According to Glia’s newly released 2026 Banking AI Benchmarks Report, the main reason for this failure is the use of generic AI tools that are not designed specifically for financial services. The report, based on real interaction data from 400 financial institutions using banking-specific AI, provides one of the first data-driven benchmarks for AI performance, return on investment (ROI), and operational efficiency in the banking sector.
Defining High-Performance Banking AI
The report shows that purpose-built banking AI performs far beyond basic automation because it understands banking terminology, customer intent, and financial workflows more accurately than general AI systems.
One key benchmark is the understanding rate, where banking-specific AI achieved over 92% accuracy in interpreting financial terminology and customer requests. For example, a generic AI might misunderstand the term “CD” as a compact disc, while banking AI correctly identifies it as a Certificate of Deposit.
Another major performance metric is the containment rate, which measures how many customer issues can be resolved without human intervention. Banking AI was able to resolve routine tasks such as balance inquiries at rates as high as 94.8%. However, the system is designed to transfer more sensitive requests—such as closing an account—to human agents, ensuring that important customer relationships are handled personally.
The report also found that customer escalation rates remained below 10%, even for urgent issues such as reporting fraud or lost cards. For routine services like ordering checks or account access support, most customers preferred interacting with AI instead of waiting for a human representative.
In addition, AI is significantly improving internal productivity. The report found that 90–98% of post-call administrative tasks can be automated, allowing banks to recover up to 12.7% of an employee’s workday that would otherwise be spent on documentation and follow-up tasks.
Moving Beyond the Experimental Phase
Glia’s CEO, Dan Michaeli, explained that many banks fail with AI because they rely on general-purpose tools rather than industry-specific solutions. He emphasized that banking-specific AI allows institutions to provide 24/7 customer support while enabling human staff to focus on complex and high-value customer interactions.
Glia’s AI platform is pre-trained on more than 1,000 banking-specific customer goals and operates under strict policy controls designed to prevent unauthorized actions. The system also keeps humans involved in decision-making processes where necessary, reducing the risks associated with fully automated systems.

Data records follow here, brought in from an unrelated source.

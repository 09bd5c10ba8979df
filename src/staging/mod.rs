//! Image staging
//!
//! Copies the picked or captured image into a cache directory before it is
//! uploaded, so the upload reads from a stable local file rather than from
//! wherever the image originally came from.

pub mod mime;

pub use mime::detect_image_mime;

use crate::models::{ImageSource, FALLBACK_FILENAME};
use crate::{Error, Result};
use image::codecs::jpeg::JpegEncoder;
use image::DynamicImage;
use std::fs;
use std::io::{BufWriter, Write};
use std::path::{Path, PathBuf};
use uuid::Uuid;

/// File name a camera capture is written to. Each capture replaces the last.
pub const CAPTURE_FILENAME: &str = "captured_image.jpg";

const CAPTURE_JPEG_QUALITY: u8 = 100;

pub struct ImageStager {
    cache_dir: PathBuf,
}

impl ImageStager {
    pub fn new(cache_dir: &Path) -> Result<Self> {
        fs::create_dir_all(cache_dir)?;
        Ok(Self {
            cache_dir: cache_dir.to_path_buf(),
        })
    }

    pub fn cache_dir(&self) -> &Path {
        &self.cache_dir
    }

    /// Copy a picked file into the cache under its display name.
    ///
    /// A file that already is the staged copy is used as is. Otherwise the
    /// copy goes through a temporary name so the target is never observed
    /// half-written.
    pub async fn stage_file(&self, source: &Path, display_name: Option<&str>) -> Result<ImageSource> {
        let name = display_name
            .map(str::to_string)
            .or_else(|| {
                source
                    .file_name()
                    .map(|name| name.to_string_lossy().into_owned())
            });
        let target = self.target_path(name.as_deref());

        if is_same_file(source, &target).await? {
            tracing::info!("{} is already staged", source.display());
            return Ok(ImageSource::from_path(source));
        }

        let partial = self.cache_dir.join(format!(".{}.part", Uuid::new_v4()));
        if let Err(e) = tokio::fs::copy(source, &partial).await {
            let _ = tokio::fs::remove_file(&partial).await;
            return Err(e.into());
        }
        tokio::fs::rename(&partial, &target).await?;
        tracing::info!("Staged {} as {}", source.display(), target.display());

        Ok(ImageSource::from_path(target))
    }

    /// Write an in-memory image stream into the cache.
    pub async fn stage_bytes(&self, bytes: &[u8], display_name: Option<&str>) -> Result<ImageSource> {
        let target = self.target_path(display_name);

        tokio::fs::write(&target, bytes).await?;
        tracing::info!("Staged {} bytes as {}", bytes.len(), target.display());

        Ok(ImageSource::from_path(target))
    }

    /// Encode a captured frame as a full-quality JPEG.
    pub async fn stage_capture(&self, capture: DynamicImage) -> Result<ImageSource> {
        let target = self.cache_dir.join(CAPTURE_FILENAME);

        tokio::task::spawn_blocking({
            let target = target.clone();
            move || write_jpeg(&capture, &target)
        })
        .await
        .map_err(|e| Error::Io(std::io::Error::other(format!("Capture encoding task failed: {}", e))))??;

        tracing::info!("Saved capture to {}", target.display());
        Ok(ImageSource::from_path(target).with_content_type("image/jpeg"))
    }

    fn target_path(&self, display_name: Option<&str>) -> PathBuf {
        self.cache_dir.join(sanitize_filename(display_name))
    }
}

async fn is_same_file(source: &Path, target: &Path) -> Result<bool> {
    let source = tokio::fs::canonicalize(source).await?;
    match tokio::fs::canonicalize(target).await {
        Ok(target) => Ok(source == target),
        Err(e) if e.kind() == std::io::ErrorKind::NotFound => Ok(false),
        Err(e) => Err(e.into()),
    }
}

fn write_jpeg(image: &DynamicImage, path: &Path) -> Result<()> {
    let file = fs::File::create(path)?;
    let mut writer = BufWriter::new(file);
    // JPEG has no alpha channel.
    let rgb = image.to_rgb8();
    JpegEncoder::new_with_quality(&mut writer, CAPTURE_JPEG_QUALITY).encode_image(&rgb)?;
    writer.flush()?;
    Ok(())
}

/// Keep only the final path component of a reported display name.
fn sanitize_filename(display_name: Option<&str>) -> String {
    display_name
        .and_then(|name| name.rsplit(['/', '\\']).next())
        .map(str::trim)
        .filter(|name| !name.is_empty() && *name != "." && *name != "..")
        .unwrap_or(FALLBACK_FILENAME)
        .to_string()
}

#[cfg(test)]
mod tests {
    use super::*;
    use crate::models::ImageData;
    use pretty_assertions::assert_eq;
    use tempfile::TempDir;

    const JPEG_BYTES: [u8; 10] = [0xFF, 0xD8, 0xFF, 0xE0, 0x00, 0x10, 0x4A, 0x46, 0x49, 0x46];

    fn staged_path(source: &ImageSource) -> PathBuf {
        match source.data() {
            ImageData::File(path) => path.clone(),
            other => panic!("expected a file source, got {:?}", other),
        }
    }

    #[test]
    fn test_sanitize_filename() {
        assert_eq!(sanitize_filename(Some("photo.jpg")), "photo.jpg");
        assert_eq!(sanitize_filename(Some("../../etc/passwd")), "passwd");
        assert_eq!(sanitize_filename(Some(r"C:\Users\me\pic.png")), "pic.png");
        assert_eq!(sanitize_filename(Some("..")), "temp_image");
        assert_eq!(sanitize_filename(Some("  ")), "temp_image");
        assert_eq!(sanitize_filename(None), "temp_image");
    }

    #[tokio::test]
    async fn test_stage_file_copies_under_display_name() {
        let dir = TempDir::new().unwrap();
        let original = dir.path().join("IMG_0001.jpg");
        fs::write(&original, b"jpeg bytes").unwrap();

        let stager = ImageStager::new(&dir.path().join("cache")).unwrap();
        let staged = stager.stage_file(&original, Some("holiday.jpg")).await.unwrap();

        assert_eq!(staged.filename(), "holiday.jpg");
        let path = staged_path(&staged);
        assert!(path.starts_with(stager.cache_dir()));
        assert_eq!(fs::read(path).unwrap(), b"jpeg bytes".to_vec());
    }

    #[tokio::test]
    async fn test_stage_file_defaults_to_source_name() {
        let dir = TempDir::new().unwrap();
        let original = dir.path().join("IMG_0002.png");
        fs::write(&original, b"png").unwrap();

        let stager = ImageStager::new(&dir.path().join("cache")).unwrap();
        let staged = stager.stage_file(&original, None).await.unwrap();
        assert_eq!(staged.filename(), "IMG_0002.png");
    }

    #[tokio::test]
    async fn test_stage_file_already_in_cache_keeps_contents() {
        let dir = TempDir::new().unwrap();
        let photo = dir.path().join("photo.jpg");
        fs::write(&photo, JPEG_BYTES).unwrap();

        let stager = ImageStager::new(dir.path()).unwrap();
        let staged = stager.stage_file(&photo, None).await.unwrap();

        assert_eq!(staged.filename(), "photo.jpg");
        assert_eq!(staged.read_bytes().await.unwrap(), JPEG_BYTES.to_vec());
        assert_eq!(fs::read(&photo).unwrap(), JPEG_BYTES.to_vec());
    }

    #[tokio::test]
    async fn test_restaging_a_capture_keeps_contents() {
        let dir = TempDir::new().unwrap();
        let stager = ImageStager::new(dir.path()).unwrap();
        let frame = DynamicImage::ImageRgb8(image::RgbImage::from_pixel(4, 4, image::Rgb([1, 2, 3])));

        let capture = stager.stage_capture(frame).await.unwrap();
        let captured = capture.read_bytes().await.unwrap();
        assert!(!captured.is_empty());

        let restaged = stager
            .stage_file(&staged_path(&capture), None)
            .await
            .unwrap();
        assert_eq!(restaged.read_bytes().await.unwrap(), captured);
    }

    #[tokio::test]
    async fn test_stage_file_leaves_no_partial_files() {
        let dir = TempDir::new().unwrap();
        let original = dir.path().join("IMG_0003.jpg");
        fs::write(&original, JPEG_BYTES).unwrap();

        let cache = dir.path().join("cache");
        let stager = ImageStager::new(&cache).unwrap();
        stager.stage_file(&original, None).await.unwrap();
        stager.stage_file(&original, None).await.unwrap();

        let entries: Vec<String> = fs::read_dir(&cache)
            .unwrap()
            .map(|entry| entry.unwrap().file_name().to_string_lossy().into_owned())
            .collect();
        assert_eq!(entries, vec!["IMG_0003.jpg".to_string()]);
    }

    #[tokio::test]
    async fn test_stage_missing_file_fails() {
        let dir = TempDir::new().unwrap();
        let stager = ImageStager::new(dir.path()).unwrap();

        let result = stager.stage_file(&dir.path().join("gone.jpg"), None).await;
        assert!(matches!(result, Err(Error::Io(_))));
    }

    #[tokio::test]
    async fn test_stage_bytes_without_name_uses_fallback() {
        let dir = TempDir::new().unwrap();
        let stager = ImageStager::new(dir.path()).unwrap();

        let staged = stager.stage_bytes(&[1, 2, 3], None).await.unwrap();
        assert_eq!(staged.filename(), "temp_image");
        assert_eq!(staged.read_bytes().await.unwrap(), vec![1, 2, 3]);
    }

    #[tokio::test]
    async fn test_stage_capture_writes_jpeg() {
        let dir = TempDir::new().unwrap();
        let stager = ImageStager::new(dir.path()).unwrap();
        let frame = DynamicImage::ImageRgba8(image::RgbaImage::from_pixel(
            16,
            12,
            image::Rgba([10, 200, 30, 255]),
        ));

        let staged = stager.stage_capture(frame).await.unwrap();
        assert_eq!(staged.filename(), CAPTURE_FILENAME);
        assert_eq!(staged.content_type(), "image/jpeg");

        let bytes = staged.read_bytes().await.unwrap();
        assert_eq!(detect_image_mime(&bytes), Some("image/jpeg"));

        let decoded = image::load_from_memory(&bytes).unwrap();
        assert_eq!((decoded.width(), decoded.height()), (16, 12));
    }
}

Tyler Young, Consumer Banking Director at Texas Tech Federal Credit Union, noted that pre-trained banking AI significantly reduces implementation time. Without such tools, many institutions would still be in the early stages of developing and testing AI responses instead of deploying working systems.
Industry Impact
The report concludes that the future of AI in banking will depend on purpose-built, industry-specific AI systems rather than general AI tools. As financial institutions continue to compete with fintech companies and large banks, adopting specialized AI solutions may become essential not only for efficiency but for long-term survival in the industry.